***** EXTRACTED MATERIAL

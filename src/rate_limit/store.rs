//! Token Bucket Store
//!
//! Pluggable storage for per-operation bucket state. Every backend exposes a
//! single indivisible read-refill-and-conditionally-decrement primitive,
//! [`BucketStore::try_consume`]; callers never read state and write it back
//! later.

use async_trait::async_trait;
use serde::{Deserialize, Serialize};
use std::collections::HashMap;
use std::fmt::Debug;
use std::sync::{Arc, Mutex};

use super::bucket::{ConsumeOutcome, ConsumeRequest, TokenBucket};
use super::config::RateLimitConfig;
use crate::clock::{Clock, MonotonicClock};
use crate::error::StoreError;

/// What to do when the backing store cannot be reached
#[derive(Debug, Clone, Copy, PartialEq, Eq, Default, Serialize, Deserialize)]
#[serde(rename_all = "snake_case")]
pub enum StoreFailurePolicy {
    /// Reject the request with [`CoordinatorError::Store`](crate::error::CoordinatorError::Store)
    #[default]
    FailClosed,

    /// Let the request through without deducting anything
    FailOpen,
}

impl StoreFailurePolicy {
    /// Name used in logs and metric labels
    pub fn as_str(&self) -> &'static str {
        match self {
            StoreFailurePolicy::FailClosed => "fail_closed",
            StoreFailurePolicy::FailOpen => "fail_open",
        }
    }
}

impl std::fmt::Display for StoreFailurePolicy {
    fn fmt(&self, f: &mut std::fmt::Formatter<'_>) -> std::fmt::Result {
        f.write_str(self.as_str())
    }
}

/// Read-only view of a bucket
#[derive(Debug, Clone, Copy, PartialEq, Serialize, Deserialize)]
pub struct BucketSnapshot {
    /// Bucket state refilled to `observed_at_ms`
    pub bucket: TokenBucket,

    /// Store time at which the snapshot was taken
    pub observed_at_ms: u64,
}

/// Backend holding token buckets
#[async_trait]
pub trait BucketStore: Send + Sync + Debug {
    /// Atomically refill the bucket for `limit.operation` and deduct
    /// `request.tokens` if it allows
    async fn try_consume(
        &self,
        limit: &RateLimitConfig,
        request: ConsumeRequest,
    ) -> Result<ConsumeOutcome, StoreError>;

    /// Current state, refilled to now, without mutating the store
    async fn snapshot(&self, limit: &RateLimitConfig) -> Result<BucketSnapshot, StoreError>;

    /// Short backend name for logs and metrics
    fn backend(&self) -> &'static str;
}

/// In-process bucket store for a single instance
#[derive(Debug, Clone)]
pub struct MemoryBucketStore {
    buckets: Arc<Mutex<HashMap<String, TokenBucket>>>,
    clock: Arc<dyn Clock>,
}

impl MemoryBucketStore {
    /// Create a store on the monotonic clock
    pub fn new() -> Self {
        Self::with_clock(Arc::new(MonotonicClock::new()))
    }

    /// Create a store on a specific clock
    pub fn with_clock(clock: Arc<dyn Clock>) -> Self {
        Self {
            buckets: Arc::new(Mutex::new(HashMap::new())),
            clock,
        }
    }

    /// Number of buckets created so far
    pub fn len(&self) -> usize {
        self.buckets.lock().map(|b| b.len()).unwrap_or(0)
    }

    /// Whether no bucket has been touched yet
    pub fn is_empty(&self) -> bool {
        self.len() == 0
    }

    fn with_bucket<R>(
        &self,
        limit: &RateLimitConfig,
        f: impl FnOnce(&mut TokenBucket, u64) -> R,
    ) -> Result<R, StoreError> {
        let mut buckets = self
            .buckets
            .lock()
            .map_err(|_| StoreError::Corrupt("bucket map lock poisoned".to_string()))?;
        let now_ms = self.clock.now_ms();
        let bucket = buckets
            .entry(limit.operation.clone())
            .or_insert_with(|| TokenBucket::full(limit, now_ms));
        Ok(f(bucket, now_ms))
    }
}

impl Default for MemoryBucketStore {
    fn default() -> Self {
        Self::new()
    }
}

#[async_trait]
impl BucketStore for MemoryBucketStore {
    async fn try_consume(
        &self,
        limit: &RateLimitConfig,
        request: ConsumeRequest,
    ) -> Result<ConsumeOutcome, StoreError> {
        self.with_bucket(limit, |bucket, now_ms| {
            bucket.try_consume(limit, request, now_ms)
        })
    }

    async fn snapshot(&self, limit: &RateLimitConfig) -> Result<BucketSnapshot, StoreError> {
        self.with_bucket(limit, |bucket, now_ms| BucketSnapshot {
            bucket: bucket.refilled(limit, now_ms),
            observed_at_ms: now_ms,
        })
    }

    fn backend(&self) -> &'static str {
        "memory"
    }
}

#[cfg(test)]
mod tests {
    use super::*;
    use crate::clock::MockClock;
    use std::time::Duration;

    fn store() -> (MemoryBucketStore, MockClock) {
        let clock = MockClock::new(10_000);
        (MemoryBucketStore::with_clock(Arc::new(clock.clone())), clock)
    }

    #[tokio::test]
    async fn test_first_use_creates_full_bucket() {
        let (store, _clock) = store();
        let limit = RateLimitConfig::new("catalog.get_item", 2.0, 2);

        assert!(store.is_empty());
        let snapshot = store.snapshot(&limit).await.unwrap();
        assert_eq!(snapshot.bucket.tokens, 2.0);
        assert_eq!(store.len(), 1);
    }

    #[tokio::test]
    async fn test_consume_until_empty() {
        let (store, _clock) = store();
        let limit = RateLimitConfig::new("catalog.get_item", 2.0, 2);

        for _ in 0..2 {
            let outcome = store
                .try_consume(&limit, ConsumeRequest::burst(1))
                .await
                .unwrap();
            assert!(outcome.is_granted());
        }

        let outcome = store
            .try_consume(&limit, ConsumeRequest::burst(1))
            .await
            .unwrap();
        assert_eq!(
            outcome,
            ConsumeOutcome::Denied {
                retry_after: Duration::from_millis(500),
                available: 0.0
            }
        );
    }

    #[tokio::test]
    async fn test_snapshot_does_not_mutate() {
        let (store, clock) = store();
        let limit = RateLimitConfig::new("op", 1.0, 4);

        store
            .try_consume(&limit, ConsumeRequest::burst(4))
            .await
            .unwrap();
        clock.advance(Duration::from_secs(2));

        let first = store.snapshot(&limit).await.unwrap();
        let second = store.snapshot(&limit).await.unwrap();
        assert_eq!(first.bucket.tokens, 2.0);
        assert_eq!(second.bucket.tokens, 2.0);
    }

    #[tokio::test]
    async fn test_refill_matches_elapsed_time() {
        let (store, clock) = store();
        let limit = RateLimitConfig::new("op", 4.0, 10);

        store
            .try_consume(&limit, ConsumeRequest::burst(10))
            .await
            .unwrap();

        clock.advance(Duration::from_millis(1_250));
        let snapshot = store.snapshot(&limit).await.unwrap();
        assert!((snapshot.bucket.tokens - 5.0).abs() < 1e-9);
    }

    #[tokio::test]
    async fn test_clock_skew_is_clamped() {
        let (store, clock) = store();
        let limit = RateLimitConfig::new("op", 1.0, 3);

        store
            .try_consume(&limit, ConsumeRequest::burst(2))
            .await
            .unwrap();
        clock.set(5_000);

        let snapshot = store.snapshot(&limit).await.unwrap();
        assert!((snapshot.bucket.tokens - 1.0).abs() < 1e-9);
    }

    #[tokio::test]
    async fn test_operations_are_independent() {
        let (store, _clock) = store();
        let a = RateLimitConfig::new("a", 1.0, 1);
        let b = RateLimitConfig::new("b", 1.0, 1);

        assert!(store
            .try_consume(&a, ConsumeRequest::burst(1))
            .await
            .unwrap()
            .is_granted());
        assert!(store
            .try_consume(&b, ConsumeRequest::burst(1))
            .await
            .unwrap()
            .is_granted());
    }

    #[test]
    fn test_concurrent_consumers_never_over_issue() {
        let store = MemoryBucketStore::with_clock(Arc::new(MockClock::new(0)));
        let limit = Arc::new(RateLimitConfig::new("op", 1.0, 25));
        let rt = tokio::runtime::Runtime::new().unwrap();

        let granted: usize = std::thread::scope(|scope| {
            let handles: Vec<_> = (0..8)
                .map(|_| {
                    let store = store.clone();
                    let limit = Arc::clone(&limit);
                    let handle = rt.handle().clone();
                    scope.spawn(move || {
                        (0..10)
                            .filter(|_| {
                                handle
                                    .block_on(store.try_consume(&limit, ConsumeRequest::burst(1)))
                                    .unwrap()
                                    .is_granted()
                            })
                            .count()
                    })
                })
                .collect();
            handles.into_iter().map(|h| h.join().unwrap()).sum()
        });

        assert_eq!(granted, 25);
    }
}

**********

▸ YOUR TASK: Within the listing, how many lines hold the word "state"? Answer with the number by itself.

▸ OUTPUT FOR THIS EXERCISE: 4